World's
largest ship sets sail for UK: As big as six football pitches and twice as long
as an aircraft carrier, it will ferry a 24,000 ton oil rig 500 miles to shore
The largest ship in
the world arrives in the North Sea next month to start dismantling an oil rig,
in an unprecedented engineering mission.
The Pioneering
Spirit –longer than six Boeing 747s and nearly twice the size of the Royal
Navy's new aircraft carriers – will prise the 24,000-ton top platform off
Shell's Brent Delta rig and lift it on board.
It will ferry the
230-square foot structure – helipad included – intact for nearly 500 miles trip
through to the Able UK yard in Teesside where it will drop it off to be
recycled.
If successful, the
mission will mark a key step in winding down the Brent field, which has
supplied around 10 per cent of the UK's oil since it was discovered in the
1970s but is coming to the end of its life.
What to do with the
ageing rigs has been a conundrum for Shell and will only become more pressing
as the North Sea declines.
Rather than
dismantling the platform offshore, Shell bosses have decided it would be safer,
quicker, cheaper and more efficient to take it ashore, intact, where it can be
taken apart.
Alistair Hope, project and technology director for Brent decommissioning at Shell, said: 'They [Brent platforms] are a nightmare to pull apart so it is far better to bring them ashore in one piece and dismantle them in a much more controlled way on the quayside.'
Designed by
Swiss-Dutch Company Allseas Group, the Pioneering Spirit is the only ship that
can do that on the scale Shell needs.
Built between 2011
and 2014 in South Korea, she has a deck space equal to six football pitches and
can carry up to 47,200 tons.
Yet her mission is
extremely delicate, requiring movements controlled down to the inches. Sixteen
giant steel arms will attach to points on the underside of the rig platform and
lift it up.
But she has to be
able to do that in waves potentially nearly ten feet high, in as little as nine
seconds.
Originally planned
for last summer, the Brent Delta lift has been pushed back due to its
complexity.
Tests have been done
in simulators and a special test rig in Rotterdam, where the Pioneering Spirit
is anchored. Last summer she removed Repsol's Yme 13,300-ton platform from the
Norwegian North Sea.
Edward Heerema,
president and founder of Allseas, said he isn't worried about the upcoming job.

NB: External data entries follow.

// Yen's maximum correlation criterion.
fn yen(histogram: &[u64]) -> Option<usize> {
    let len = histogram.len();
    let norm = normalized(histogram);
    let mut p1 = vec![0.0; len];
    let mut p1_sq = vec![0.0; len];
    let mut p2_sq = vec![0.0; len];
    p1[0] = norm[0];
    p1_sq[0] = norm[0] * norm[0];
    for ih in 1..len {
        p1[ih] = p1[ih - 1] + norm[ih];
        p1_sq[ih] = p1_sq[ih - 1] + norm[ih] * norm[ih];
    }
    for ih in (0..len - 1).rev() {
        p2_sq[ih] = p2_sq[ih + 1] + norm[ih + 1] * norm[ih + 1];
    }
    let mut threshold = None;
    let mut max_crit = f64::MIN;
    for it in 0..len {
        let product = p1_sq[it] * p2_sq[it];
        let spread = p1[it] * (1.0 - p1[it]);
        let crit = -(if product > 0.0 { product.ln() } else { 0.0 }) +
            2.0 * (if spread > 0.0 { spread.ln() } else { 0.0 });
        if crit > max_crit {
            max_crit = crit;
            threshold = Some(it);
        }
    }
    threshold
}
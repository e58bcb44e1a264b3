// Copyright (c) 2025 Steven Rosenthal smr@dt3.org
// See LICENSE file in root directory for license terms.

use std::fs;
use std::path::{Path, PathBuf};
use std::process;

use clap::Parser;
use env_logger;
use log::{error, info, warn};

use astro_inout::calibration::Calibration;
use astro_inout::error::Result;
use astro_inout::io::{load_rois, load_stack, save_overlays};
use astro_inout::labeling::Connectivity;
use astro_inout::pipeline::{run_batch, AnalysisConfig, AstrocyteAnalyzer,
                            BatchSummary, ImageChannels};
use astro_inout::report::ResultsWriter;
use astro_inout::roi::Roi;
use astro_inout::threshold::{HistogramThresholder, ThresholdMethod};

/// Measures astrocyte volume inside and outside blood vessels for every
/// image under the input directory. Each image is a directory holding one
/// sub-directory of slice files per channel, plus an optional rois.json of
/// artefact polygons.
#[derive(Parser, Debug)]
#[command(author, version, about, long_about=None)]
struct Args {
    /// Directory containing one sub-directory per image.
    #[arg(short, long)]
    input: PathBuf,

    /// Directory where results.tsv and overlays are written.
    #[arg(short, long)]
    output: PathBuf,

    /// Channel directory holding the vessel stain.
    #[arg(long, default_value = "vessels")]
    vessel_channel: String,

    /// Channel directory holding the microglia stain.
    #[arg(long, default_value = "microglia")]
    microglia_channel: String,

    /// Channel directory holding the astrocyte stain.
    #[arg(long, default_value = "astrocytes")]
    astrocyte_channel: String,

    /// Pixel size in X and Y (µm).
    #[arg(long, default_value_t = 1.0)]
    voxel_xy: f64,

    /// Slice spacing in Z (µm).
    #[arg(long, default_value_t = 1.0)]
    voxel_z: f64,

    #[arg(long, default_value = "Moments")]
    microglia_threshold: ThresholdMethod,

    /// Median filter radius for microglia (pixels).
    #[arg(long, default_value_t = 8.0)]
    microglia_median: f64,

    #[arg(long, default_value = "Triangle")]
    vessel_threshold: ThresholdMethod,

    /// Laplacian of Gaussian sigma for vessels (pixels); 0 disables.
    #[arg(long, default_value_t = 14.0)]
    vessel_log_sigma: f64,

    /// Minimum vessel volume (µm3).
    #[arg(long, default_value_t = 100.0)]
    min_vessel_volume: f64,

    /// Distance by which vessels are dilated (µm).
    #[arg(long, default_value_t = 2.0)]
    vessel_dilation: f64,

    #[arg(long, default_value = "Li")]
    astrocyte_threshold: ThresholdMethod,

    /// Median filter radius for astrocytes (pixels).
    #[arg(long, default_value_t = 2.0)]
    astrocyte_median: f64,

    /// Minimum astrocyte volume (µm3).
    #[arg(long, default_value_t = 0.2)]
    min_astrocyte_volume: f64,

    /// Voxel connectivity for object labeling: 6, 18 or 26.
    #[arg(long, default_value = "26")]
    connectivity: Connectivity,

    /// Save per-slice RGB overlays (inside red, outside green, vessels blue).
    #[arg(long, default_value_t = false)]
    overlays: std::primitive::bool,
}

impl Args {
    fn config(&self) -> AnalysisConfig {
        AnalysisConfig {
            microglia_method: self.microglia_threshold,
            microglia_median_radius: self.microglia_median,
            vessel_method: self.vessel_threshold,
            vessel_log_sigma: self.vessel_log_sigma,
            min_vessel_volume: self.min_vessel_volume,
            vessel_dilation: self.vessel_dilation,
            astrocyte_method: self.astrocyte_threshold,
            astrocyte_median_radius: self.astrocyte_median,
            min_astrocyte_volume: self.min_astrocyte_volume,
            connectivity: self.connectivity,
        }
    }
}

// Directory names of the images under `input`.
fn image_names(input: &Path) -> Result<Vec<String>> {
    let mut names = Vec::new();
    for entry in fs::read_dir(input)? {
        let path = entry?.path();
        if !path.is_dir() {
            continue;
        }
        match path.file_name().and_then(|n| n.to_str()) {
            Some(name) => names.push(name.to_string()),
            None => warn!("Skipping non UTF-8 directory {:?}", path),
        }
    }
    Ok(names)
}

fn load_image(args: &Args, calibration: &Calibration, name: &str)
              -> Result<(ImageChannels<u16>, Vec<Roi>)> {
    let image_dir = args.input.join(name);
    let channels = ImageChannels {
        vessels: load_stack(&image_dir.join(&args.vessel_channel), calibration)?,
        microglia: load_stack(&image_dir.join(&args.microglia_channel), calibration)?,
        astrocytes: load_stack(&image_dir.join(&args.astrocyte_channel), calibration)?,
    };
    let roi_path = image_dir.join("rois.json");
    let rois = if roi_path.is_file() { load_rois(&roi_path)? } else { Vec::new() };
    Ok((channels, rois))
}

fn run(args: &Args) -> Result<BatchSummary> {
    let config = args.config();
    let analyzer = AstrocyteAnalyzer::new(&config, HistogramThresholder)?;
    let calibration = Calibration::isotropic_xy(args.voxel_xy, args.voxel_z)?;
    fs::create_dir_all(&args.output)?;
    let mut report = ResultsWriter::create(&args.output.join("results.tsv"))?;
    let names = image_names(&args.input)?;
    info!("Found {} images in {:?}", names.len(), args.input);
    run_batch(names,
              |name| load_image(args, &calibration, name),
              &analyzer, &mut report,
              |name, analysis| {
                  if args.overlays {
                      save_overlays(&args.output.join(name), name, &analysis.overlays()?)?;
                  }
                  Ok(())
              })
}

fn main() {
    env_logger::Builder::from_env(
        env_logger::Env::default().default_filter_or("info")).init();

    let args = Args::parse();
    match run(&args) {
        Ok(summary) => {
            for (name, kind) in &summary.failed {
                warn!("Not reported: {} ({} error)", name, kind);
            }
            if !summary.failed.is_empty() {
                process::exit(2);
            }
        },
        Err(e) => {
            error!("Batch aborted ({} error): {}", e.kind(), e);
            process::exit(1);
        },
    }
}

'We have been preparing for five years,' he says.
And with more than
470 North Sea platforms likely to need decommissioning by the 2050s, the effort
is also being watched closely by the oil industry.
As it approaches the
Able UK yard in Teesside, the Brent platform will be transferred onto a purpose
built barge, the Iron Lady, before being slid onshore.
It is hoped 3 per
cent or less will go to landfill while the rest can be re-used or sold off for
scrap. Yesterday in Rotterdam, the Pioneering Spirit's crews were working on
final preparations for the lift.
'There was a lot of skepticism
at the beginning,' said Allseas construction manager Daan Akerboom.
'But when you see it
at work, it's unbelievable,' he said.